SUARASIBER – Ada dua orang yang belakangan ini ingin sekali saya jadikan bahan tulisan ringan. Namun saya harus menunggu waktu yang pas, biar lebih dalam maknanya. Dua orang itu, entah mengapa, menggunakan huruf awal nama depan dan belakang mereka. Dan kebetulan dua huruf itu sama.

A dan W, jika digaungkan menjadi AW. Kalau saya sebut dengan AW atau Awe, pasti ada diantara pembaca yang bingung. Namun uniknya, para pemilik nama AW tadi sepertinya punya feeling tersendiri sehingga tak ingin sama. Serupa tetapi tak sama, begitulah saya menyebutnya.

Saya jadi ingat saat masih SD, oleh ayah rajin dibawakan majalah anak-anak zaman itu. Majalah yang harus dibeli satu paket dengan korannya. Ayah saya adalah kepala SD di kampung, berharap majalah tadi bisa menjadi hiburan saya. Dan ayah benar, dari majalah itu satu kuis yang saya suka ialah Serupa tapi tak Sama.

Bentuknya berupa dua gambar. Sekilas sama. Namun karena kuis berhadiah, ada beberapa bagian yang berbeda. Ada tujuh perbedaan yang harus saya pelototi. Setiap perbedaan saya lingkari. Contohnya Gambar A ada kepala katak di sela-sela dedaunan, di Gambar B tak ada.

Kuis itu akhirnya menjadi hobi bagi saya. Bahkan kadang begitu majalah datang yang pertama kali saya buka ya itu tadi, halaman Serupa tapi Tak Sama. Setelah saya yakini benar, saya tempelkan di kartu pos untuk dikirim ke redaksi.
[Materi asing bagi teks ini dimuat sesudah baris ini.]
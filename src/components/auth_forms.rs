use leptos::*;
use leptos_dom::ev::SubmitEvent;
use serde_json::json;

async fn post_json(url: &str, body: serde_json::Value) -> Result<(u16, serde_json::Value), ()> {
    let request = gloo_net::http::Request::post(url)
        .header("Content-Type", "application/json")
        .body(body.to_string())
        .map_err(|_| ())?;
    let response = request.send().await.map_err(|_| ())?;
    let status = response.status();
    let value = response.json::<serde_json::Value>().await.unwrap_or_default();
    Ok((status, value))
}

fn message_of(value: &serde_json::Value, fallback: &str) -> String {
    value["message"]
        .as_str()
        .map(|s| s.to_string())
        .unwrap_or_else(|| fallback.to_string())
}

/// Login and registration on one page, toggled by a tab.
#[component]
pub fn AuthForms() -> impl IntoView {
    let (registering, set_registering) = create_signal(false);
    let (username, set_username) = create_signal(String::new());
    let (email, set_email) = create_signal(String::new());
    let (password, set_password) = create_signal(String::new());
    let (status, set_status) = create_signal(Option::<String>::None);

    let handle_submit = move |ev: SubmitEvent| {
        ev.prevent_default();
        let registering = registering.get();
        spawn_local(async move {
            if registering {
                let body = json!({
                    "username": username.get_untracked(),
                    "email": email.get_untracked(),
                    "password": password.get_untracked(),
                });
                match post_json("/api/auth/register", body).await {
                    Ok((201, _)) => {
                        set_registering.set(false);
                        set_status.set(Some("Account created. You can log in now.".into()));
                    }
                    Ok((_, value)) => set_status.set(Some(message_of(&value, "Registration failed"))),
                    Err(_) => set_status.set(Some("Could not reach the server".into())),
                }
            } else {
                let body = json!({
                    "username": username.get_untracked(),
                    "password": password.get_untracked(),
                });
                match post_json("/api/auth/login", body).await {
                    Ok((200, _)) => {
                        let _ = window().location().set_href("/");
                    }
                    Ok((_, value)) => set_status.set(Some(message_of(&value, "Login failed"))),
                    Err(_) => set_status.set(Some("Could not reach the server".into())),
                }
            }
        });
    };

    view! {
        <div class="auth-forms">
            <div class="tabs">
                <button
                    class:active={move || !registering.get()}
                    on:click=move |_| set_registering.set(false)
                >{ "Log in" }</button>
                <button
                    class:active={move || registering.get()}
                    on:click=move |_| set_registering.set(true)
                >{ "Register" }</button>
            </div>
            <form on:submit=handle_submit>
                <input
                    type="text"
                    placeholder="Username"
                    prop:value={move || username.get()}
                    on:input=move |e| set_username.set(event_target_value(&e))
                />
                {move || registering.get().then(|| view! {
                    <input
                        type="email"
                        placeholder="Email"
                        prop:value={move || email.get()}
                        on:input=move |e| set_email.set(event_target_value(&e))
                    />
                })}
                <input
                    type="password"
                    placeholder="Password"
                    prop:value={move || password.get()}
                    on:input=move |e| set_password.set(event_target_value(&e))
                />
                <button type="submit">
                    {move || if registering.get() { "Create account" } else { "Log in" }}
                </button>
            </form>
            {move || status.get().map(|message| view! { <p class="status">{ message }</p> })}
        </div>
    }
}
Karena kuis Serupa tapi Tak Sama itulah akhirnya komik bersambung di Suara Karya bukan lagi hobi saya yang pertama. Padahal komik seperti Flash Gordon, X Men dan lainnya selalu asyik untuk diikuti.

Beberapa kali saya mendapatkan hadiah kaos bertuliskan nama majalah yang membuat kuis Serupa tapi Tak Sama. Selain dari kuis juga kiriman lain, seperti gambar dan cerpen.

Betapa bangganya saya. Kalau bukan karena kotor dan harus dicuci, ingin rasanya terus mengenakannya. Cuma saya satu-satunya di kampung yang mengenakannya. Bukan karena teman-teman saya tak bisa mengerjakan kuis, melainkan karena majalah itu memang tidak dijual umum. Harus menjadi langganan sekolah, sementara di kampung saya waktu itu hanya ada dua SD.

Ya, AWe dan Awe tak ubahnya Serupa tapi Tak Sama. Serupa karena keduanya kini adalah pejabat publik. Punya kuasa, punya jabatan. Serupa lainnya, keduanya adalah orang-orang ulet yang harus bekerja keras menjadi seperti yang sekarang ini. Serupa karena mereka sama-sama lelaki, sama-sama suami dan bapak.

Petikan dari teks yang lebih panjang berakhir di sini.